La lírica será el género
preferido de este movimiento. Sus características principales
serán: la evasión de la realidad, la libre manifestación
de los sentimientos íntimos, provocar dolor, tristeza al lector
y el uso del romance.
Uno de los máximos exponentes de la poesía
romántica es José de Espronceda (Almendralejo, Badajoz,
1802-1842). Entre sus obras destacan: El diablo mundo, El estudiante
de Salamanca. Es una obra que tiene dos mil versos, La canción
del pirata, poema muy conocido, lleno de energía en el que
canta la libertad individual. El ritmo de sus versos es rápido
y alegre, y podría sugerir el movimiento del barco sobre el
mar.
Otro poeta clave es Gustavo Adolfo Bécquer (Sevilla, 1836-1870).
A través de un lenguaje natural, simple, Bécquer nos
comunica su intimidad: sus anhelos, sus ensueños, su melancolía,
su alegría, su insatisfacción. Sus poemas son muy breves.
Su poesía es en apariencia sencilla y humilde y elimina todo
lo innecesario hasta llegar a la palabra justa y sincera que expresa
un mundo poético rico y profundo. Su obra poética (Rimas)
consta de 78 rimas utilizando un estilo sencillo pero con gran sentimiento.
En prosa escribió: Cartas desde mi celda, la celda que ocupó
en el monasterio de Veruela donde pasó un tiempo para reponer
su salud. Y sus Leyendas, escritas con una prosa de gran lirismo y
sobriedad.
Rosalía Castro (Santiago de Compostela,
Galicia, 1837-1885) es la poetisa femenina más representativa
del Romanticismo. Si figura como una de las mejores poetisas de nuestra
literatura es por tres libros de versos, dos escritos en gallego:
Cantares gallegos y Follas novas (Hojas nuevas) donde expresa la nostalgia
por su tierra; y uno en castellano: En las orillas del Sar donde expresa
sus ideas sobre el amor, el dolor, la injusticia y la muerte.

En teatro destaca José Zorrilla (Valladolid, 1817-1893). Utiliza
temas de la historia nacional. Sus obras teatrales presentan los rasgos
propios del drama romántico.
Escribe exclusivamente en verso. Escribió la obra mas representativa
del teatro romántico y la más representada en los teatros:
Don Juan Tenorio; famoso aventurero y conquistador de mujeres.
En prosa tenemos a Mariano José de Larra (Madrid, 1809-1837).
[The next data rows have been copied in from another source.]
//! Tokio-tungstenite WebSocket transport.

use async_trait::async_trait;
use futures::{SinkExt, StreamExt};
use tokio_tungstenite::{connect_async, tungstenite::Message};

use super::{Connector, Frame, Transport};
use crate::error::TransportError;

type WsStream =
    tokio_tungstenite::WebSocketStream<tokio_tungstenite::MaybeTlsStream<tokio::net::TcpStream>>;

/// A [`Transport`] backed by tokio-tungstenite.
struct WsTransport {
    ws: WsStream,
}

#[async_trait]
impl Transport for WsTransport {
    async fn send_text(&mut self, text: String) -> Result<(), TransportError> {
        self.ws
            .send(Message::Text(text.into()))
            .await
            .map_err(|e| TransportError::Send(e.to_string()))
    }

    async fn recv(&mut self) -> Option<Result<Frame, TransportError>> {
        loop {
            match self.ws.next().await? {
                Ok(Message::Text(text)) => return Some(Ok(Frame::Text(text.as_str().to_owned()))),
                Ok(Message::Binary(data)) => return Some(Ok(Frame::Binary(data.to_vec()))),
                Ok(Message::Close(_)) => return Some(Ok(Frame::Close)),
                // tungstenite answers pings itself; raw frames never surface on read.
                Ok(Message::Ping(_) | Message::Pong(_) | Message::Frame(_)) => {}
                Err(e) => return Some(Err(TransportError::Receive(e.to_string()))),
            }
        }
    }

    async fn close(&mut self) -> Result<(), TransportError> {
        self.ws
            .close(None)
            .await
            .map_err(|e| TransportError::Send(e.to_string()))
    }
}

/// Connector that opens `ws://` / `wss://` connections via `tokio-tungstenite`.
#[derive(Clone, Copy, Debug, Default)]
pub struct WsConnector;

#[async_trait]
impl Connector for WsConnector {
    async fn connect(&self, endpoint: &str) -> Result<Box<dyn Transport>, TransportError> {
        let (ws, _response) = connect_async(endpoint)
            .await
            .map_err(|e| TransportError::Connect(e.to_string()))?;
        Ok(Box::new(WsTransport { ws }))
    }
}
//! Reconnect and send policies.
//!
//! This module groups the knobs that control **how long** to wait between
//! reconnect attempts and **what happens** to outbound values while the
//! socket is down.
//!
//! ## Contents
//! - [`BackoffPolicy`] retry counter → delay table (saturating)
//! - [`JitterPolicy`]  optional randomization of the table delay
//! - [`SendPolicy`]    defer-latest or drop while disconnected
//!
//! ## Quick wiring
//! ```text
//! StoreSpec { backoff: BackoffPolicy, send: SendPolicy, .. }
//!      └─► core::actor::LinkActor uses:
//!           - backoff.delay(retries) to arm the reconnect timer
//!      └─► Store::set uses:
//!           - send policy when the link is not Open
//! ```
//!
//! ## Defaults
//! - `BackoffPolicy::default()` → `[2s, 5s, 10s, 30s, 60s]`, jitter=None.
//! - `SendPolicy::for_mode(mode)` → `Defer` for read-write, `Drop` otherwise.

mod backoff;
mod jitter;
mod send;

pub use backoff::BackoffPolicy;
pub use jitter::JitterPolicy;
pub use send::SendPolicy;
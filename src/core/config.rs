//! # Context configuration.
//!
//! Provides [`Config`], the settings shared by every store built from one
//! [`StoreContext`](crate::StoreContext).
//!
//! It is handed to `ContextBuilder::new(config)` once. A
//! [`StoreSpec`](crate::StoreSpec) without its own backoff inherits
//! [`Config::backoff`].
//!
//! ## Sentinel values
//! - `seed_attempts = 0` → seeding disabled even when a store has a seed source
//! - `seed_timeout = 0s` → no timeout around a seed fetch

use std::time::Duration;

use crate::policies::BackoffPolicy;

/// Global configuration for a store context.
///
/// ## Field semantics
/// - `backoff`: Default reconnect table (can be overridden per store)
/// - `bus_capacity`: Event bus ring buffer size (min 1; clamped by Bus)
/// - `log_events`: Install the `tracing` event writer (feature `logging`)
/// - `seed_attempts`: Companion HTTP fetch attempts per link start (`0` = off)
/// - `seed_timeout`: Per-attempt timeout for a seed fetch (`0s` = none)
#[derive(Clone, Debug)]
pub struct Config {
    /// Default reconnect delays for stores.
    ///
    /// Used by `StoreContext::store()` when the `StoreSpec` sets none.
    pub backoff: BackoffPolicy,

    /// Events kept for slow bus receivers before they start skipping (`Lagged`).
    pub bus_capacity: usize,

    /// Whether to install [`LogWriter`](crate::LogWriter) as an event subscriber.
    ///
    /// Ignored when the crate is built without the `logging` feature.
    pub log_events: bool,

    /// Maximum seed fetch attempts per link start.
    pub seed_attempts: u32,

    /// Timeout applied to each seed fetch.
    pub seed_timeout: Duration,
}

impl Config {
    /// Returns a bus capacity clamped to a minimum of 1.
    #[inline]
    pub fn bus_capacity_clamped(&self) -> usize {
        self.bus_capacity.max(1)
    }

    /// Returns the seed timeout as an `Option`.
    ///
    /// - `None` → wait as long as the source takes
    /// - `Some(d)` → each attempt is abandoned after `d`
    #[inline]
    pub fn seed_timeout(&self) -> Option<Duration> {
        if self.seed_timeout == Duration::ZERO {
            None
        } else {
            Some(self.seed_timeout)
        }
    }
}

impl Default for Config {
    /// Default configuration:
    ///
    /// - `backoff = [2s, 5s, 10s, 30s, 60s]`, no jitter
    /// - `bus_capacity = 1024`
    /// - `log_events = true`
    /// - `seed_attempts = 5`
    /// - `seed_timeout = 10s`
    fn default() -> Self {
        Self {
            backoff: BackoffPolicy::default(),
            bus_capacity: 1024,
            log_events: true,
            seed_attempts: 5,
            seed_timeout: Duration::from_secs(10),
        }
    }
}

#[cfg(test)]
mod tests {
    use super::*;

    #[test]
    fn zero_sentinels() {
        let cfg = Config {
            bus_capacity: 0,
            seed_timeout: Duration::ZERO,
            ..Config::default()
        };
        assert_eq!(cfg.bus_capacity_clamped(), 1);
        assert_eq!(cfg.seed_timeout(), None);
        assert_eq!(
            Config::default().seed_timeout(),
            Some(Duration::from_secs(10))
        );
    }
}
Debe su fama a los artículos que publicó en los periódicos
de su época. Suelen agruparse en tres apartados: artículos
de costumbres, artículos políticos y artículos
literarios. Algunos ejemplos son: Vuelva usted mañana, en el
que satiriza la pereza y la burocracia española; Casarse pronto
y mal, en el que critica la vida familiar siendo un reflejo de su
triste experiencia matrimonial; El día de difuntos de 1836,
donde ataca diversos aspectos de la política nacional.
El siglo XIX. Segunda mitad: El realismo y el
naturalismo.
En Europa se produce durante la segunda mitad
del siglo XIX un rápido crecimiento económico propiciado
por la expansión económica. Este avance de la industrialización
está también ligado a la intensificación del
comercio y el progreso técnico junto a la consolidación
del poder de la burguesía. La clase social, el proletariado,
también se organiza y aparecen los primeros sindicatos que
tienen por objeto la protección de los derechos obreros.
España se caracteriza en esta época por el rápido
crecimiento de la población que, sin embargo, no es tan fuerte
como en el resto de Europa. No se produce ningún desarrollo
económico ni industrial. Las únicas regiones en las
que se aprecia algo de industrialización son Cataluña
y el País Vasco. El auge de la burguesía es mas tardío.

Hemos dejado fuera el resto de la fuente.